Indulge in the crispy delight of pakoras without the guilt! Ramadan calls for delicious, satisfying snacks, and these oil-free pakoras deliver just that. Forget the greasy aftermath; this recipe uses a clever technique to achieve that signature pakora crunch without a single drop of oil. We’re talking perfectly golden-brown, flavorful fritters that are surprisingly light and healthy, making them an ideal addition to your iftar meals. They're packed with flavour and are incredibly easy to make, even for beginner cooks. This recipe is a perfect blend of tradition and healthy eating, allowing you to enjoy a beloved snack guilt-free.
Prepare to be amazed by how simple it is to create these incredibly tasty and healthy pakoras. This recipe utilizes readily available ingredients and a straightforward method, ensuring a successful outcome every time. Ready to experience the joy of crispy, oil-free pakoras? Let's dive into the detailed, step-by-step process below!
Tools Needed
- Non-stick pan
Ingredients
- Onion
- Potato: 1/2
- Cabbage
- Green Chili
- Green Coriander
- Gram Flour (Besan): 1 cup
- Khush Taniya (Dried Fenugreek Leaves): 1-10 tbsp
- Salt: 1 tsp
- Red Chili Powder
- Chili Flakes
- Turmeric Powder: 1/2 tsp
- Cumin Seeds: 1 tsp
- Celery: a pinch
- Water
- Oil: a little for greasing
Step-by-Step Instructions
Step 1. Prepare the Vegetable and Spice Mixture
- Chop the onion into large pieces. Finely chop the potato.
- Add chopped cabbage, green chilies (cut into large pieces), and green coriander.
- Add the coarsely ground khush taniya, salt, red chili powder, chili flakes, cumin seeds, turmeric powder, and celery.
- Mix all the vegetables and spices well.
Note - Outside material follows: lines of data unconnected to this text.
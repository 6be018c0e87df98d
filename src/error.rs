//! Crate-wide error taxonomy.
//!
//! Every fallible operation in the engine reports through [`EngineError`].
//! Structural errors (`NotFound`, `InvalidOperation`, `Locked`,
//! `CorruptDocument`) are returned synchronously and never swallowed.
//! `MalformedGraph` halts the runner but preserves node state, and is
//! mirrored to observers as an event. `StoreUnavailable` is recoverable:
//! in-memory state stays authoritative and the persistence call may be
//! retried.

use miette::Diagnostic;
use thiserror::Error;

use crate::runner::RunnerState;
use crate::store::StoreError;
use crate::types::NodeId;

/// A structural invariant of the workflow tree that a document or graph
/// failed to uphold. Carried by [`EngineError::CorruptDocument`] so callers
/// see exactly which invariant was violated.
#[derive(Debug, Clone, PartialEq, Eq, Error)]
pub enum InvariantViolation {
    #[error("root node {0} is missing from the node set")]
    RootMissing(NodeId),

    #[error("root node {0} must not have a parent")]
    RootHasParent(NodeId),

    #[error("node {0} appears more than once in the document")]
    DuplicateNode(NodeId),

    #[error("node {child} references parent {parent}, which does not exist")]
    ParentMissing { child: NodeId, parent: NodeId },

    #[error("node {child} is not listed exactly once in the children of {parent}")]
    ParentLinkBroken { child: NodeId, parent: NodeId },

    #[error("node {parent} lists child {child}, which does not exist")]
    ChildMissing { parent: NodeId, child: NodeId },

    #[error("non-root node {0} has no parent")]
    Detached(NodeId),

    #[error("node {0} is not reachable from the root")]
    Unreachable(NodeId),

    #[error("node {0} is reachable through more than one path")]
    NotATree(NodeId),

    #[error("decision {0} has options out of lockstep with its children")]
    OptionsMismatch(NodeId),
}

/// Errors produced by graph edits, runner transitions, and codec import.
#[derive(Debug, Error, Diagnostic)]
pub enum EngineError {
    /// A referenced node id is absent from the graph.
    #[error("node not found: {id}")]
    #[diagnostic(
        code(chronoflow::not_found),
        help("Check that the id refers to a node in this graph.")
    )]
    NotFound { id: NodeId },

    /// The operation is not valid in the current session or node state.
    #[error("invalid operation: {reason}")]
    #[diagnostic(code(chronoflow::invalid_operation))]
    InvalidOperation { reason: String },

    /// A graph mutation was attempted while a runner owns the graph.
    #[error("graph is locked by an active runner session ({state})")]
    #[diagnostic(
        code(chronoflow::locked),
        help("Stop the running session before editing or undoing.")
    )]
    Locked { state: RunnerState },

    /// The runner reached an action node with more than one child.
    ///
    /// This can only arise from imported data; the edit API refuses to
    /// attach a second child to an action node.
    #[error("malformed graph: action node {id} has {children} children")]
    #[diagnostic(
        code(chronoflow::malformed_graph),
        help("Wrap branching steps in a decision node.")
    )]
    MalformedGraph { id: NodeId, children: usize },

    /// An imported document violates a structural invariant.
    #[error("corrupt document: {violation}")]
    #[diagnostic(code(chronoflow::corrupt_document))]
    CorruptDocument {
        #[source]
        violation: InvariantViolation,
    },

    /// The persistence collaborator failed; in-memory state is intact.
    #[error("persistence store unavailable")]
    #[diagnostic(
        code(chronoflow::store_unavailable),
        help("In-memory state is still authoritative; retry the persistence call.")
    )]
    StoreUnavailable {
        #[source]
        source: StoreError,
    },
}

impl EngineError {
    /// Shorthand for [`EngineError::InvalidOperation`].
    pub fn invalid(reason: impl Into<String>) -> Self {
        Self::InvalidOperation {
            reason: reason.into(),
        }
    }
}

impl From<InvariantViolation> for EngineError {
    fn from(violation: InvariantViolation) -> Self {
        Self::CorruptDocument { violation }
    }
}

impl From<StoreError> for EngineError {
    fn from(source: StoreError) -> Self {
        Self::StoreUnavailable { source }
    }
}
Step 2. Create and Prepare the Batter
- Add gram flour and mix thoroughly. Add a little water to create a batter.

Step 3. Cook the Pakoras
- Lightly grease a non-stick pan.
- Make small, thin pakoras, similar to tikkis.
- Cook the pakoras on low flame, carefully flipping them when they are slightly crispy on one side.
- Lightly grease the top of the pakoras once flipped for added shine (optional).




- Cook until golden brown and cooked through.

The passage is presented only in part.